I hurt inside. Therefore I must make the pain visible on the outside. Only I turned in all my blades. I didnt really want to die at the time but I think I have changed my mind. I am living under complicated circumstances and the lady I am living with is going out of town tonight. I want to ask her to stay but I am not brave enough to do that.......i wish i was. I want her to stay here.....she is really the only one who understands this all. I dont want her to go out of town and leave me with one of her friends. :(

anonymous53
December 16th, 2011, 05:07 PM
Well, is there any way you can talk to her before she goes out of town? Is there an adult at school you can talk to about this?
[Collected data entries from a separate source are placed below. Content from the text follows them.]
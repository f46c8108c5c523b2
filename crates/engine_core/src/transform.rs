//! Transform component for placing generated meshes in the world.

use glam::{Quat, Vec3};

/// A 3D transform representing position, rotation, and scale.
#[derive(Debug, Clone, Copy, PartialEq)]
pub struct Transform {
    pub position: Vec3,
    pub rotation: Quat,
    pub scale: Vec3,
}

impl Default for Transform {
    fn default() -> Self {
        Self {
            position: Vec3::ZERO,
            rotation: Quat::IDENTITY,
            scale: Vec3::ONE,
        }
    }
}

impl Transform {
    /// Create a new transform at the given position.
    pub fn from_position(position: Vec3) -> Self {
        Self {
            position,
            ..Default::default()
        }
    }

    /// Transform for an instance at integer ground offset `(x, y)` from `origin`.
    /// Ground offsets map onto the XZ plane.
    pub fn from_grid_offset(origin: Vec3, x: i32, y: i32) -> Self {
        Self::from_position(origin + Vec3::new(x as f32, 0.0, y as f32))
    }

    /// Map a local-space point into world space.
    pub fn transform_point(&self, point: Vec3) -> Vec3 {
        self.position + self.rotation * (self.scale * point)
    }
}
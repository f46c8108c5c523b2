//! Procedural building generation: extruded towers and packed building clusters.
//!
//! - [`geometry`]: append-only vertex/index buffers and finalized meshes
//! - [`extrude`]: trapezoid walls between stacked footprints
//! - [`tower`]: randomized and authored single towers
//! - [`occupation`]: reservation grid and the cluster packer
//! - [`multi_building`]: boxes and greebles for every packed record
//! - [`interfaces`]: mesh consumer, material resolver, and placement grid seams

pub mod error;
pub mod extrude;
pub mod geometry;
pub mod interfaces;
pub mod multi_building;
pub mod occupation;
pub mod tower;

pub use error::*;
pub use extrude::*;
pub use geometry::*;
pub use interfaces::*;
pub use multi_building::*;
pub use occupation::*;
pub use tower::*;

/// Seed for the `index`-th instance derived from a base seed.
pub fn instance_seed(seed: u64, index: usize) -> u64 {
    seed.wrapping_add((index as u64 + 1) * 104729)
}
Suicide..is really not worth it.
Also, you can VM me and I will answer. I'm here if you need to talk.

acryforhelp
December 16th, 2011, 11:52 PM
I actually used my voice and spoke up....but she had already left. Feeling really suicidal and I dont know what to do..................................

bena3217
December 17th, 2011, 04:54 AM
plz dont give up! dont kill yourself! its not worth it! that just means one less beautiful girl on this planet! dont do it! there is just no point in killing yourself! its not needed! you will get nothing out of killing youself! you have your whole life ahead of you...suicide is never the option

Mirage
December 17th, 2011, 02:33 PM
Don't go through with it! There are so many people that would miss you! This is not my idea but I'm passing it on to you: think of just ONE thing that you would miss if you were gone. And just keep thinking about that. Like Ben said, it's not worth it. Just keep thinking about that one thing, it will be the thing that keeps you alive.